L'opposition à Erdogan est très appréciée par les citoyens

photo_camera PHOTO/AFP - Le président de la Turquie, Recep Tayyip Erdogan

Un nouveau sondage d'opinion publié récemment a montré que les maires des partis d'opposition turcs sont parmi les dirigeants les plus reconnus et les plus efficaces de la nation. 

L'enquête, réalisée par une agence turque et publiée par le média Cumhuriyet, le plus ancien du pays ottoman et de nature laïque, pro-démocratique et libérale, a cherché à refléter le niveau de satisfaction des citoyens quant au travail des maires des différentes formations politiques. Le journal, qui ne s'aligne pas sur les postulats du président Recep Tayyip Erdogan, a révélé ce dimanche les résultats de l'enquête, qui a été menée entre le 30 mai et le 1er juin, avec la participation de plus de 65 000 personnes de plus de 18 ans.

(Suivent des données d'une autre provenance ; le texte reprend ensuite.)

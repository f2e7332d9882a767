//! Credential cache behaviour: single-flight refresh, expiry, stale serving

use crate::{shared_secret_config, ControlledSecretStore, TestGateway, COMPLETION_KEY_NAME, SPEECH_KEY_NAME};
use futures::future::join_all;
use gateway_config::SecretPolicySettings;
use gateway_core::{CallerContext, Dependency, PerDependency};
use gateway_facade::AccessError;
use gateway_resilience::{DependencyPolicy, ResilientInvoker, RetryPolicy};
use gateway_security::{CacheSource, CredentialCache, SecretPolicy};
use std::sync::Arc;
use std::time::Duration;

fn cache_over(store: Arc<ControlledSecretStore>, ttl: Duration) -> CredentialCache {
    let invoker = ResilientInvoker::new(PerDependency::from_fn(|_| DependencyPolicy {
        retry: RetryPolicy::no_retries(),
        ..Default::default()
    }));
    CredentialCache::new(
        Dependency::SecretStore,
        store,
        Arc::new(invoker),
        SecretPolicy::fail_closed(ttl),
    )
}

fn signed_in() -> CallerContext {
    CallerContext::authenticated("operator", "ops-session", chrono::Utc::now(), None)
}

#[tokio::test(start_paused = true)]
async fn test_fifty_concurrent_gets_fetch_once() {
    let store = ControlledSecretStore::with_defaults();
    store.set_delay(Duration::from_millis(100));
    let cache = cache_over(store.clone(), Duration::from_secs(300));
    let name = crate::secret(COMPLETION_KEY_NAME);

    let results = join_all((0..50).map(|_| cache.get(&name))).await;

    assert_eq!(store.fetches(), 1);
    let first = results[0].as_ref().unwrap();
    assert_eq!(first.expose(), b"sk-completion-1");
    assert!(results
        .iter()
        .all(|r| r.as_ref().is_ok_and(|c| c.same_material(first))));
    assert_eq!(cache.stats().refreshes, 1);
}

#[tokio::test(start_paused = true)]
async fn test_concurrent_descriptor_requests_fetch_once() {
    let harness = TestGateway::new();
    harness.secrets.set_delay(Duration::from_millis(100));
    let operator = signed_in();

    let descriptors = join_all(
        (0..50).map(|_| harness.gateway.fetch_secret(&operator, SPEECH_KEY_NAME)),
    )
    .await;

    assert_eq!(harness.secrets.fetches(), 1);
    let fingerprints: Vec<_> = descriptors
        .into_iter()
        .map(|d| d.unwrap().fingerprint)
        .collect();
    assert!(fingerprints.windows(2).all(|pair| pair[0] == pair[1]));
}

#[tokio::test(start_paused = true)]
async fn test_value_is_reused_until_expiry_then_refreshed_once() {
    let store = ControlledSecretStore::with_defaults();
    let cache = cache_over(store.clone(), Duration::from_secs(60));
    let name = crate::secret(COMPLETION_KEY_NAME);

    let first = cache.lookup(&name).await.unwrap();
    assert_eq!(first.source, CacheSource::Refreshed);
    assert_eq!(first.expires_at - first.fetched_at, Duration::from_secs(60));

    tokio::time::advance(Duration::from_secs(59)).await;
    let second = cache.lookup(&name).await.unwrap();
    assert_eq!(second.source, CacheSource::Hit);
    assert_eq!(second.credential.expose(), first.credential.expose());
    assert_eq!(store.fetches(), 1);
    assert_eq!(cache.age(&name), Some(Duration::from_secs(59)));

    // Rotated upstream; picked up only once the cached copy expires
    store.insert(COMPLETION_KEY_NAME, "sk-completion-2");
    tokio::time::advance(Duration::from_secs(1)).await;
    let refreshed = join_all((0..10).map(|_| cache.lookup(&name))).await;
    assert_eq!(store.fetches(), 2);
    for lookup in refreshed {
        assert_eq!(lookup.unwrap().credential.expose(), b"sk-completion-2");
    }

    assert_eq!(cache.stats().refreshes, 2);
}

#[tokio::test(start_paused = true)]
async fn test_stale_copy_served_within_grace_only() {
    let mut config = shared_secret_config();
    config.secrets.policies.insert(
        COMPLETION_KEY_NAME.to_string(),
        SecretPolicySettings {
            ttl: Some(Duration::from_secs(60)),
            stale_grace: Some(Duration::from_secs(120)),
        },
    );
    config.secrets.default_ttl = Duration::from_secs(60);
    let harness = TestGateway::with_config(config);
    let operator = signed_in();

    let fresh = harness
        .gateway
        .fetch_secret(&operator, COMPLETION_KEY_NAME)
        .await
        .unwrap();
    harness
        .gateway
        .fetch_secret(&operator, SPEECH_KEY_NAME)
        .await
        .unwrap();
    assert_eq!(fresh.source, "refresh");

    harness.secrets.set_unreachable(true);
    tokio::time::advance(Duration::from_secs(90)).await;

    let stale = harness
        .gateway
        .fetch_secret(&operator, COMPLETION_KEY_NAME)
        .await
        .unwrap();
    assert_eq!(stale.source, "stale_served");
    assert_eq!(stale.fingerprint, fresh.fingerprint);

    // No grace configured: fails closed
    let err = harness
        .gateway
        .fetch_secret(&operator, SPEECH_KEY_NAME)
        .await
        .unwrap_err();
    assert!(matches!(
        err,
        AccessError::DependencyUnavailable {
            dependency: "secret-store",
            ..
        }
    ));

    tokio::time::advance(Duration::from_secs(90)).await;
    assert!(harness
        .gateway
        .fetch_secret(&operator, COMPLETION_KEY_NAME)
        .await
        .is_err());

    let metrics = harness.rendered_metrics();
    assert!(metrics.contains(r#"gateway_secret_cache_total{result="stale_served"} 1"#));
}

#[tokio::test(start_paused = true)]
async fn test_deleted_secret_is_never_served_stale() {
    let store = ControlledSecretStore::with_defaults();
    let invoker = ResilientInvoker::new(PerDependency::from_fn(|_| DependencyPolicy {
        retry: RetryPolicy::no_retries(),
        ..Default::default()
    }));
    let name = crate::secret(COMPLETION_KEY_NAME);
    let cache = CredentialCache::new(
        Dependency::SecretStore,
        store.clone(),
        Arc::new(invoker),
        SecretPolicy::fail_closed(Duration::from_secs(60)),
    )
    .with_policy(
        name.clone(),
        SecretPolicy::fail_closed(Duration::from_secs(60)).with_stale_grace(Duration::from_secs(600)),
    );

    cache.get(&name).await.unwrap();
    assert!(store.remove(COMPLETION_KEY_NAME));
    tokio::time::advance(Duration::from_secs(61)).await;

    assert!(cache.get(&name).await.is_err());
    assert_eq!(cache.age(&name), None);
}

#[tokio::test]
async fn test_guest_cannot_inspect_secrets() {
    let harness = TestGateway::new();
    let err = harness
        .gateway
        .fetch_secret(&CallerContext::guest("guest-1"), COMPLETION_KEY_NAME)
        .await
        .unwrap_err();
    assert_eq!(err.status_code(), 401);
    assert_eq!(harness.secrets.fetches(), 0);
}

Selon les données fournies, Mansur Yavas, le maire de la capitale administrative d'Ankara et membre du Parti républicain du peuple (CHP), de tendance sociale-démocrate, s'est classé premier en tant que maire ayant la meilleure cote et l'activité la plus reconnue, après avoir reçu 73,2 % des votes favorables des personnes interrogées.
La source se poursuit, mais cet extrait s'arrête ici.